The idea was that the smartphone market was growing at an extraordinary rate, but nobody was really making any money, aside from Apple. Subsequently, from a device perspective, the industry has been a mixed bag overall, with some companies like Qualcomm and ARM Holdings generating huge returns on the component side.
But the smartphone bear is rearing its ugly head in 2013, as it seems like it’s just getting harder and harder to make money producing smartphones, despite enormous growth within the category.
So let’s take a step back and look at the big picture, which in this case would be operating systems.
Since 2009, the major story in the industry has been how rapidly devices powered by Google’s Android operating system have taken market share from the ecosystems of Apple, BlackBerry, Microsoft, and Nokia.
Android only got off the ground in Q4 of 2009 when Motorola, now owned by Google, released the first Droid smartphone.
Less than four years later, Android had a whopping 79.3% share of the global smartphone market in Q2 of 2013, according to IDC.
To put that in perspective, when the Droid launched, the top three industry names — Nokia, BlackBerry (then under the Research In Motion name), and Apple — had a combined market share of just 73.8%!
So Android is big, really big, and it’s even finding its way into new markets like digital cameras.
This is a very good thing for Google since, to an extent, it has significant control over the smartphone user experience. And obviously it’s beneficial to have so many people hooked into Google’s mobile services.
Incidentally, consumers have benefited from the rampant competition within the Android marketplace as the big names like Samsung, HTC, and Motorola have aggressively tried to one-up each other with a seemingly never-ending stream of new models.
But the battle for the high end of the smartphone market increasingly looks like the same race to the bottom suffered by the PC industry.
Let’s get back to that 79.3% (and growing) market share number for Android.
That’s the big headline number, but it’s also vital to note that its sales were actually up a dramatic 76% year-over-year. The rest of the industry’s sales grew by a measly 2%!
So building Android phones is a great way to make money, right?
There’s an interesting storyline playing out if one dials down to a company level: The top Android phone makers — the aforementioned Samsung, HTC, and Motorola — aren’t doing all that well.
Samsung and HTC both reported lower-than-expected earnings in July. Samsung’s stock is down 20% year-to-date, while HTC is down a whopping 50%.

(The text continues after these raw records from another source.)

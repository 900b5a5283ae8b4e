// ABOUTME: Configuration loading and validation for the quizd server.
// ABOUTME: Reads QUIZD_* environment variables with defaults suited to local development.

use std::net::SocketAddr;

use thiserror::Error;

/// Errors that can occur during configuration loading.
#[derive(Debug, Error)]
pub enum ConfigError {
    #[error("QUIZD_BIND is not a valid socket address: {0}")]
    InvalidBind(String),

    #[error("QUIZD_AGENT_URL must be an http(s) URL: {0}")]
    InvalidAgentUrl(String),

    #[error("QUIZD_AGENT_ID must not be empty")]
    EmptyAgentId,
}

/// Server configuration loaded from environment variables.
#[derive(Debug, Clone)]
pub struct QuizdConfig {
    pub bind: SocketAddr,
    pub agent_url: String,
    pub agent_id: String,
}

impl QuizdConfig {
    /// Load configuration from environment variables with sensible defaults.
    ///
    /// Environment variables:
    /// - QUIZD_BIND: socket address to bind (default: 127.0.0.1:7341)
    /// - QUIZD_AGENT_URL: agent platform invoke endpoint
    ///   (default: http://127.0.0.1:8787/api/agents/invoke)
    /// - QUIZD_AGENT_ID: id of the quiz-master agent (default: quiz-master)
    pub fn from_env() -> Result<Self, ConfigError> {
        let bind_str =
            std::env::var("QUIZD_BIND").unwrap_or_else(|_| "127.0.0.1:7341".to_string());
        let bind: SocketAddr = bind_str
            .parse()
            .map_err(|_| ConfigError::InvalidBind(bind_str))?;

        let agent_url = std::env::var("QUIZD_AGENT_URL")
            .unwrap_or_else(|_| "http://127.0.0.1:8787/api/agents/invoke".to_string());
        if !agent_url.starts_with("http://") && !agent_url.starts_with("https://") {
            return Err(ConfigError::InvalidAgentUrl(agent_url));
        }

        let agent_id =
            std::env::var("QUIZD_AGENT_ID").unwrap_or_else(|_| "quiz-master".to_string());
        if agent_id.trim().is_empty() {
            return Err(ConfigError::EmptyAgentId);
        }

        Ok(Self {
            bind,
            agent_url,
            agent_id,
        })
    }
}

Samsung is seeing profit pressures due to increased costs for new product launches, R&D, and retail channel investments. In its earnings presentation, it also said that it expects “competition to intensify.”
HTC is not only seeing its sales slide, but it also has collapsing profit margins and may actually post a loss in Q3.
And year to date, Motorola has actually posted an operating loss of $397 million for Google.
To be fair, Motorola and HTC haven’t been hot for a long time, but there was a time when Samsung really was kicking butt.
Apparently, 76% growth isn’t strong enough to sustain the Android smartphone makers.
So who’s the new kid on the smartphone block?
That’s right, you guessed it: the Motorola Moto X, which, in an interesting turnaround for a high-profile Android phone, was not designed to outspec the top dog, the Samsung Galaxy S4.
The Moto X has a lower resolution screen and a slower processor, and I think that’s absolutely beautiful.
Because fighting a specs battle is a losing game.
Think about it.
Every company has access to the same mobile phone components — or at least equivalent ones — from companies like Qualcomm, Broadcom, and SanDisk.
So where can an Android smartphone maker get an edge?
Customized software? Nah, the customers that notice it usually hate it.
Manufacturing? Nope, contract manufacturers are open to everyone.
Supply chain? Sorry, Dell taught the world the magic of just-in-time inventory a long time ago.
The only way out is some type of differentiation via branding or marketing, which of course has a built-in disadvantage in that it costs lots of money, and it is difficult when the products themselves don’t seem a whole lot different from each other.
Motorola is marketing the Moto X on its customization features and the fact that it’s made in the USA.
Time will tell whether this actually works. But at the outset, it’s a heck of a lot more sensible than simply stuffing a smartphone with expensive components that nobody cares about, and just hoping customers can tell the difference between it and its virtually identical competitors.
Disclosure: Minyanville Studios, a division of Minyanville Media, has a business relationship with BlackBerry.